Bug 1693816 - An engine restore from a backup can fail to start due to missing custom certificates (or similar)
Summary: An engine restore from a backup can fail to start due to missing custom certi...
Keywords:
Status: CLOSED CURRENTRELEASE
Alias: None
Product: ovirt-engine
Classification: oVirt
Component: Backup-Restore.Engine
Version: 4.3.0
Hardware: Unspecified
OS: Unspecified
medium
high
Target Milestone: ovirt-4.3.5
: ---
Assignee: Yedidyah Bar David
QA Contact: Petr Matyáš
URL:
Whiteboard:
: 1717176 (view as bug list)
Depends On:
Blocks: 1700655
TreeView+ depends on / blocked
 
Reported: 2019-03-28 17:06 UTC by Simone Tiraboschi
Modified: 2020-08-03 15:38 UTC (History)
9 users (show)

Fixed In Version:
Doc Type: Bug Fix
Doc Text:
The documentation for configuring SSO instructs to create two new files, /etc/httpd/http.keytab and /etc/httpd/conf.d/ovirt-sso.conf . Now, these two files are backed up and restored by engine-backup, if they exist.
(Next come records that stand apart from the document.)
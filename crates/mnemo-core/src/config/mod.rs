//! Configuration for mnemo.

use serde::{Deserialize, Serialize};

use crate::error::{DeckError, DeckResult};

/// Per-note generation flags.
///
/// Two booleans span the whole combinatorial space of card shapes:
/// single combined card, anchor pairs, rotated pair, and full ordered
/// pairs. Passed explicitly into the generator, never read from
/// ambient state.
#[derive(Debug, Clone, Copy, Default, PartialEq, Eq, Serialize, Deserialize)]
pub struct NoteConfig {
    /// Answer-role fields may also serve as prompts.
    pub reversible: bool,
    /// Each answer field is scheduled independently.
    pub separable: bool,
}

/// Partial update to a note's generation flags.
#[derive(Debug, Clone, Copy, Default, PartialEq, Eq, Serialize, Deserialize)]
pub struct NoteConfigPatch {
    pub reversible: Option<bool>,
    pub separable: Option<bool>,
}

impl NoteConfigPatch {
    /// Whether the patch changes anything at all.
    pub fn is_empty(&self) -> bool {
        self.reversible.is_none() && self.separable.is_none()
    }

    /// Merge this patch over an existing config.
    pub fn apply(&self, base: NoteConfig) -> NoteConfig {
        NoteConfig {
            reversible: self.reversible.unwrap_or(base.reversible),
            separable: self.separable.unwrap_or(base.separable),
        }
    }
}

/// Scheduler parameter set.
///
/// A copy of the active parameters is frozen into every review row so
/// historical scheduling decisions remain reproducible.
#[derive(Debug, Clone, PartialEq, Serialize, Deserialize)]
#[serde(default)]
pub struct SchedulerParams {
    /// Algorithm weight vector.
    pub weights: Vec<f32>,
    /// Desired retention target, e.g. 0.9.
    pub retention: f32,
    /// Hard cap on scheduled intervals, in days.
    pub max_interval_days: u32,
    /// Whether intra-day learning steps are used before graduation.
    pub learning_enabled: bool,
    /// Whether review-phase due dates get a small random fuzz.
    pub due_fuzzed: bool,
}

impl Default for SchedulerParams {
    fn default() -> Self {
        Self {
            weights: fsrs::DEFAULT_PARAMETERS.to_vec(),
            retention: 0.9,
            max_interval_days: 36500,
            learning_enabled: true,
            due_fuzzed: true,
        }
    }
}

impl SchedulerParams {
    /// Load parameters from a file (TOML or JSON, by extension).
    pub fn from_file(path: impl AsRef<std::path::Path>) -> DeckResult<Self> {
        let path = path.as_ref();
        let content = std::fs::read_to_string(path)?;

        match path.extension().and_then(|e| e.to_str()) {
            Some("toml") => toml::from_str(&content)
                .map_err(|e| DeckError::Configuration(format!("invalid TOML: {}", e))),
            Some("json") => Ok(serde_json::from_str(&content)?),
            other => Err(DeckError::Configuration(format!(
                "unsupported config format: {:?}",
                other
            ))),
        }
    }
}
impl DeckStore {
    /// Create a new store at the given database path.
    ///
    /// Creates the database file and schema if they don't exist.
    pub fn new<P: AsRef<Path>>(path: P) -> DeckResult<Self> {
        if let Some(parent) = path.as_ref().parent() {
            std::fs::create_dir_all(parent)?;
        }
        let conn = Connection::open(path)?;
        Self::from_connection(conn)
    }

    /// Create an in-memory store (useful for testing).
    pub fn in_memory() -> DeckResult<Self> {
        let conn = Connection::open_in_memory()?;
        Self::from_connection(conn)
    }

    fn from_connection(conn: Connection) -> DeckResult<Self> {
        let store = Self {
            conn: Arc::new(Mutex::new(conn)),
        };
        store.init_schema()?;
        Ok(store)
    }

    /// Initialize the database schema.
    fn init_schema(&self) -> DeckResult<()> {
        let conn = self.lock()?;

        conn.execute_batch(
            "
            PRAGMA foreign_keys = ON;

            CREATE TABLE IF NOT EXISTS notes (
                id          TEXT PRIMARY KEY,
                reversible  INTEGER NOT NULL DEFAULT 0,
                separable   INTEGER NOT NULL DEFAULT 0,
                version     INTEGER NOT NULL DEFAULT 1,
                created_at  TEXT NOT NULL
            );

            CREATE TABLE IF NOT EXISTS note_collections (
                note_id        TEXT NOT NULL REFERENCES notes(id),
                collection_id  TEXT NOT NULL,
                PRIMARY KEY (note_id, collection_id)
            );

            CREATE TABLE IF NOT EXISTS note_fields (
                id          TEXT PRIMARY KEY,
                note_id     TEXT NOT NULL REFERENCES notes(id),
                value       TEXT NOT NULL CHECK (length(value) > 0),
                hash        TEXT NOT NULL CHECK (length(hash) = 64),
                side        INTEGER NOT NULL CHECK (side IN (0, 1)),
                position    INTEGER NOT NULL CHECK (position >= 0),
                archived    INTEGER NOT NULL DEFAULT 0,
                created_at  TEXT NOT NULL
            );

            CREATE INDEX IF NOT EXISTS idx_note_fields_note ON note_fields(note_id);
            CREATE INDEX IF NOT EXISTS idx_note_fields_hash ON note_fields(note_id, hash);

            CREATE TABLE IF NOT EXISTS reviewables (
                id          TEXT PRIMARY KEY,
                note_id     TEXT NOT NULL REFERENCES notes(id),
                archived    INTEGER NOT NULL DEFAULT 0,
                created_at  TEXT NOT NULL
            );

            CREATE INDEX IF NOT EXISTS idx_reviewables_note ON reviewables(note_id);

            CREATE TABLE IF NOT EXISTS reviewable_fields (
                reviewable_id  TEXT NOT NULL REFERENCES reviewables(id),
                field_id       TEXT NOT NULL REFERENCES note_fields(id),
                side           INTEGER NOT NULL CHECK (side IN (0, 1)),
                ordinal        INTEGER NOT NULL CHECK (ordinal >= 0),
                PRIMARY KEY (reviewable_id, ordinal)
            );

            CREATE TABLE IF NOT EXISTS reviews (
                id                TEXT PRIMARY KEY,
                reviewable_id     TEXT NOT NULL REFERENCES reviewables(id),
                rating            INTEGER NOT NULL CHECK (rating BETWEEN 1 AND 4),
                duration_ms       INTEGER NOT NULL,
                weights           TEXT NOT NULL,
                retention         REAL NOT NULL,
                max_interval      INTEGER NOT NULL,
                learning_enabled  INTEGER NOT NULL,
                due_fuzzed        INTEGER NOT NULL,
                created_at        TEXT NOT NULL
            );

            CREATE INDEX IF NOT EXISTS idx_reviews_reviewable ON reviews(reviewable_id);

            CREATE TABLE IF NOT EXISTS reviewable_snapshots (
                id             TEXT PRIMARY KEY,
                review_id      TEXT NOT NULL UNIQUE REFERENCES reviews(id),
                reviewable_id  TEXT NOT NULL REFERENCES reviewables(id),
                phase          TEXT NOT NULL CHECK (phase IN ('new', 'learning', 'review', 'relearning')),
                stability      REAL NOT NULL,
                difficulty     REAL NOT NULL,
                due            TEXT NOT NULL,
                created_at     TEXT NOT NULL
            );

            CREATE INDEX IF NOT EXISTS idx_snapshots_reviewable
                ON reviewable_snapshots(reviewable_id, created_at DESC);
            ",
        )?;

        debug!("deck store schema initialized");
        Ok(())
    }

    fn lock(&self) -> DeckResult<std::sync::MutexGuard<'_, Connection>> {
        self.conn
            .lock()
            .map_err(|e| DeckError::database(e.to_string()))
    }

    /// Run a closure inside one transaction; commit on Ok, roll back on Err.
    pub(crate) fn with_transaction<T>(
        &self,
        f: impl FnOnce(&Transaction<'_>) -> DeckResult<T>,
    ) -> DeckResult<T> {
        let mut conn = self.lock()?;
        let tx = conn.transaction()?;
        let out = f(&tx)?;
        tx.commit()?;
        Ok(out)
    }

    /// Run a read-only closure against the connection.
    pub(crate) fn read<T>(&self, f: impl FnOnce(&Connection) -> DeckResult<T>) -> DeckResult<T> {
        let conn = self.lock()?;
        f(&conn)
    }

    /// Load a note by id.
    pub fn get_note(&self, note_id: &str) -> DeckResult<Option<Note>> {
        self.read(|conn| get_note(conn, note_id))
    }

    /// Load a note's fields, optionally including archived ones.
    pub fn get_fields(&self, note_id: &str, include_archived: bool) -> DeckResult<Vec<NoteField>> {
        self.read(|conn| load_fields(conn, note_id, include_archived))
    }

    /// Load a note's reviewables with their elements, in creation order.
    pub fn get_reviewables(&self, note_id: &str) -> DeckResult<Vec<Reviewable>> {
        self.read(|conn| load_reviewables(conn, note_id))
    }

    /// Load the most recent snapshot for a reviewable, if any.
    pub fn latest_snapshot(&self, reviewable_id: &str) -> DeckResult<Option<ReviewableSnapshot>> {
        self.read(|conn| latest_snapshot(conn, reviewable_id))
    }

    /// Load the full review log for a reviewable, oldest first.
    pub fn review_log(&self, reviewable_id: &str) -> DeckResult<Vec<Review>> {
        self.read(|conn| {
            let mut stmt = conn.prepare(
                "SELECT id, reviewable_id, rating, duration_ms, weights, retention,
                        max_interval, learning_enabled, due_fuzzed, created_at
                 FROM reviews WHERE reviewable_id = ?1
                 ORDER BY created_at ASC, rowid ASC",
            )?;
            let rows = stmt
                .query_map(params![reviewable_id], row_to_review)?
                .collect::<Result<Vec<_>, _>>()?;
            Ok(rows)
        })
    }
}

// =========================================================================
// Row-level operations, usable inside or outside a transaction.
// =========================================================================

fn parse_ts(idx: usize, s: &str) -> rusqlite::Result<DateTime<Utc>> {
    DateTime::parse_from_rfc3339(s)
        .map(|dt| dt.with_timezone(&Utc))
        .map_err(|e| {
            rusqlite::Error::FromSqlConversionFailure(idx, rusqlite::types::Type::Text, Box::new(e))
        })
}

fn parse_side(idx: usize, value: i64) -> rusqlite::Result<Side> {
    Side::from_i64(value).ok_or_else(|| {
        rusqlite::Error::IntegralValueOutOfRange(idx, value)
    })
}

pub(crate) fn get_note(conn: &Connection, note_id: &str) -> DeckResult<Option<Note>> {
    let note = conn
        .query_row(
            "SELECT id, reversible, separable, version, created_at FROM notes WHERE id = ?1",
            params![note_id],
            |row| {
                let created_at: String = row.get(4)?;
                Ok(Note {
                    id: row.get(0)?,
                    reversible: row.get::<_, i64>(1)? != 0,
                    separable: row.get::<_, i64>(2)? != 0,
                    version: row.get(3)?,
                    created_at: parse_ts(4, &created_at)?,
                })
            },
        )
        .optional()?;
    Ok(note)
}

pub(crate) fn insert_note(
    conn: &Connection,
    note_id: &str,
    config: NoteConfig,
    created_at: DateTime<Utc>,
) -> DeckResult<()> {
    conn.execute(
        "INSERT INTO notes (id, reversible, separable, version, created_at)
         VALUES (?1, ?2, ?3, 1, ?4)",
        params![
            note_id,
            config.reversible as i64,
            config.separable as i64,
            created_at.to_rfc3339(),
        ],
    )?;
    Ok(())
}

/// Write the merged config and bump the version. Returns the new version.
pub(crate) fn update_note(
    conn: &Connection,
    note_id: &str,
    config: NoteConfig,
    expected_version: Option<i64>,
) -> DeckResult<i64> {
    let updated = match expected_version {
        Some(version) => conn.execute(
            "UPDATE notes SET reversible = ?1, separable = ?2, version = version + 1
             WHERE id = ?3 AND version = ?4",
            params![
                config.reversible as i64,
                config.separable as i64,
                note_id,
                version
            ],
        )?,
        None => conn.execute(
            "UPDATE notes SET reversible = ?1, separable = ?2, version = version + 1
             WHERE id = ?3",
            params![config.reversible as i64, config.separable as i64, note_id],
        )?,
    };

    if updated == 0 {
        return Err(DeckError::conflict(format!(
            "note '{}' was modified concurrently",
            note_id
        )));
    }

    let version: i64 = conn.query_row(
        "SELECT version FROM notes WHERE id = ?1",
        params![note_id],
        |row| row.get(0),
    )?;
    Ok(version)
}

pub(crate) fn replace_collections(
    conn: &Connection,
    note_id: &str,
    collection_ids: &[String],
) -> DeckResult<()> {
    conn.execute(
        "DELETE FROM note_collections WHERE note_id = ?1",
        params![note_id],
    )?;
    for collection_id in collection_ids {
        conn.execute(
            "INSERT INTO note_collections (note_id, collection_id) VALUES (?1, ?2)",
            params![note_id, collection_id],
        )?;
    }
    Ok(())
}

pub(crate) fn load_fields(
    conn: &Connection,
    note_id: &str,
    include_archived: bool,
) -> DeckResult<Vec<NoteField>> {
    let sql = if include_archived {
        "SELECT id, note_id, value, hash, side, position, archived, created_at
         FROM note_fields WHERE note_id = ?1
         ORDER BY side ASC, position ASC, created_at ASC, rowid ASC"
    } else {
        "SELECT id, note_id, value, hash, side, position, archived, created_at
         FROM note_fields WHERE note_id = ?1 AND archived = 0
         ORDER BY side ASC, position ASC, created_at ASC, rowid ASC"
    };

    let mut stmt = conn.prepare(sql)?;
    let fields = stmt
        .query_map(params![note_id], |row| {
            let side: i64 = row.get(4)?;
            let created_at: String = row.get(7)?;
            Ok(NoteField {
                id: row.get(0)?,
                note_id: row.get(1)?,
                value: row.get(2)?,
                hash: row.get(3)?,
                side: parse_side(4, side)?,
                position: row.get(5)?,
                archived: row.get::<_, i64>(6)? != 0,
                created_at: parse_ts(7, &created_at)?,
            })
        })?
        .collect::<Result<Vec<_>, _>>()?;
    Ok(fields)
}

pub(crate) fn insert_field(
    conn: &Connection,
    field_id: &str,
    note_id: &str,
    value: &str,
    hash: &str,
    side: Side,
    position: u32,
    created_at: DateTime<Utc>,
) -> DeckResult<()> {
    conn.execute(
        "INSERT INTO note_fields (id, note_id, value, hash, side, position, archived, created_at)
         VALUES (?1, ?2, ?3, ?4, ?5, ?6, 0, ?7)",
        params![
            field_id,
            note_id,
            value,
            hash,
            side.as_i64(),
            position,
            created_at.to_rfc3339(),
        ],
    )?;
    Ok(())
}
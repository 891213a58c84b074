//! Reviewable reconciliation planning.
//!
//! Matches the desired reviewable set (from the generator) against the
//! persisted pool by exact, order-sensitive field/side composition.
//! A reviewable keeps its identity, and therefore its review history,
//! whenever its exact composition reappears in the desired set, even
//! at a different list position.

use crate::types::ReviewableElement;

/// A persisted reviewable, as read from the store.
#[derive(Debug, Clone, PartialEq, Eq)]
pub struct CurrentReviewable {
    pub id: String,
    pub archived: bool,
    /// Member elements in emission order.
    pub elements: Vec<ReviewableElement>,
}

/// Row mutations realizing a desired reviewable set.
#[derive(Debug, Clone, Default, PartialEq, Eq)]
pub struct ReviewablePlan {
    /// New reviewables to insert, as element lists in emission order.
    pub inserts: Vec<Vec<ReviewableElement>>,
    /// Archived reviewables whose composition reappeared.
    pub restores: Vec<String>,
    /// Active reviewables with no counterpart in the desired set.
    pub archives: Vec<String>,
}

impl ReviewablePlan {
    /// Whether the plan mutates nothing.
    pub fn is_empty(&self) -> bool {
        self.inserts.is_empty() && self.restores.is_empty() && self.archives.is_empty()
    }
}

/// Compute the mutation plan from the current pool to the desired set.
///
/// For each desired reviewable the pool is scanned in original order
/// for the first exact composition match, which is then consumed.
/// Unmatched desired entries become inserts; unconsumed active pool
/// entries become archives.
pub fn plan_reviewables(
    current: &[CurrentReviewable],
    desired: &[Vec<ReviewableElement>],
) -> ReviewablePlan {
    let mut plan = ReviewablePlan::default();
    let mut consumed = vec![false; current.len()];

    for want in desired {
        let matched = current
            .iter()
            .enumerate()
            .find(|(idx, have)| !consumed[*idx] && have.elements == *want);

        match matched {
            Some((idx, have)) => {
                consumed[idx] = true;
                if have.archived {
                    plan.restores.push(have.id.clone());
                }
            }
            None => plan.inserts.push(want.clone()),
        }
    }

    for (idx, have) in current.iter().enumerate() {
        if !consumed[idx] && !have.archived {
            plan.archives.push(have.id.clone());
        }
    }

    plan
}

#[cfg(test)]
mod tests {
    use super::*;
    use crate::types::Side;

    fn elems(parts: &[(&str, Side)]) -> Vec<ReviewableElement> {
        parts.iter()
            .map(|(id, side)| ReviewableElement::new(*id, *side))
            .collect()
    }

    fn rv(id: &str, archived: bool, parts: &[(&str, Side)]) -> CurrentReviewable {
        CurrentReviewable {
            id: id.to_string(),
            archived,
            elements: elems(parts),
        }
    }

    #[test]
    fn test_identical_sets_plan_nothing() {
        let current = vec![
            rv("r1", false, &[("a", Side::Prompt), ("b", Side::Answer)]),
            rv("r2", false, &[("b", Side::Prompt), ("a", Side::Answer)]),
        ];
        let desired = vec![
            elems(&[("a", Side::Prompt), ("b", Side::Answer)]),
            elems(&[("b", Side::Prompt), ("a", Side::Answer)]),
        ];

        assert!(plan_reviewables(&current, &desired).is_empty());
    }

    #[test]
    fn test_reordered_desired_set_keeps_identities() {
        let current = vec![
            rv("r1", false, &[("a", Side::Prompt), ("b", Side::Answer)]),
            rv("r2", false, &[("b", Side::Prompt), ("a", Side::Answer)]),
        ];
        // Same compositions, opposite order
        let desired = vec![
            elems(&[("b", Side::Prompt), ("a", Side::Answer)]),
            elems(&[("a", Side::Prompt), ("b", Side::Answer)]),
        ];

        assert!(plan_reviewables(&current, &desired).is_empty());
    }

    #[test]
    fn test_composition_match_is_order_sensitive() {
        let current = vec![rv(
            "r1",
            false,
            &[("a", Side::Prompt), ("b", Side::Answer), ("c", Side::Answer)],
        )];
        // Answer order swapped: not the same reviewable
        let desired = vec![elems(&[
            ("a", Side::Prompt),
            ("c", Side::Answer),
            ("b", Side::Answer),
        ])];

        let plan = plan_reviewables(&current, &desired);
        assert_eq!(plan.inserts.len(), 1);
        assert_eq!(plan.archives, vec!["r1".to_string()]);
    }

    #[test]
    fn test_archived_match_is_restored() {
        let current = vec![rv("r1", true, &[("a", Side::Prompt), ("b", Side::Answer)])];
        let desired = vec![elems(&[("a", Side::Prompt), ("b", Side::Answer)])];

        let plan = plan_reviewables(&current, &desired);
        assert_eq!(plan.restores, vec!["r1".to_string()]);
        assert!(plan.inserts.is_empty());
        assert!(plan.archives.is_empty());
    }

    #[test]
    fn test_leftover_active_is_archived_leftover_archived_is_left() {
        let current = vec![
            rv("r1", false, &[("a", Side::Prompt), ("b", Side::Answer)]),
            rv("r2", true, &[("b", Side::Prompt), ("a", Side::Answer)]),
        ];
        let desired: Vec<Vec<ReviewableElement>> = Vec::new();

        let plan = plan_reviewables(&current, &desired);
        assert_eq!(plan.archives, vec!["r1".to_string()]);
        assert!(plan.restores.is_empty());
    }

    #[test]
    fn test_first_match_wins_among_duplicates() {
        let current = vec![
            rv("r1", false, &[("a", Side::Prompt), ("b", Side::Answer)]),
            rv("r2", false, &[("a", Side::Prompt), ("b", Side::Answer)]),
        ];
        let desired = vec![elems(&[("a", Side::Prompt), ("b", Side::Answer)])];

        let plan = plan_reviewables(&current, &desired);
        // r1 is consumed, r2 has no counterpart left
        assert_eq!(plan.archives, vec!["r2".to_string()]);
        assert!(plan.inserts.is_empty());
    }

    #[test]
    fn test_new_composition_is_inserted() {
        let current = vec![rv("r1", false, &[("a", Side::Prompt), ("b", Side::Answer)])];
        let desired = vec![
            elems(&[("a", Side::Prompt), ("b", Side::Answer)]),
            elems(&[("a", Side::Prompt), ("c", Side::Answer)]),
        ];

        let plan = plan_reviewables(&current, &desired);
        assert_eq!(
            plan.inserts,
            vec![elems(&[("a", Side::Prompt), ("c", Side::Answer)])]
        );
        assert!(plan.archives.is_empty());
    }
}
This allows the restored engine to start successfully, including keeping the SSO configuration.
Clone Of:
Environment:
Last Closed: 2019-07-30 14:08:37 UTC
oVirt Team: Integration
Embargoed:
sbonazzo: ovirt-4.3?
sbonazzo: planning_ack?
sbonazzo: devel_ack+
lleistne: testing_ack+


Attachments (Terms of Use)


Links
System ID Private Priority Status Summary Last Updated
oVirt gerrit 99066 0 'None' MERGED packaging: engine-backup: Handle httpd SSO 2020-11-10 14:00:05 UTC
oVirt gerrit 99068 0 'None' ABANDONED packaging: engine-backup: Exclude non-configuration files 2020-11-10 13:59:45 UTC
oVirt gerrit 99069 0 'None' ABANDONED packaging: engine-backup: Handle all of /etc/httpd 2020-11-10 13:59:45 UTC
oVirt gerrit 99800 0 'None' MERGED packaging: engine-backup: Handle httpd SSO 2020-11-10 13:59:45 UTC
oVirt gerrit 100746 0 'None' ABANDONED packaging: engine-backup: Allow including hooks in backup 2020-11-10 14:00:05 UTC

Description Simone Tiraboschi 2019-03-28 17:06:28 UTC
Description of problem:
see https://bugzilla.redhat.com/show_bug.cgi?id=1660595#c16
according to the reports we have case where, after the restore, the engine doesn't correctly accepts connection due to a missing custom certificate or to a broken kerberos configuration with an external identity provider.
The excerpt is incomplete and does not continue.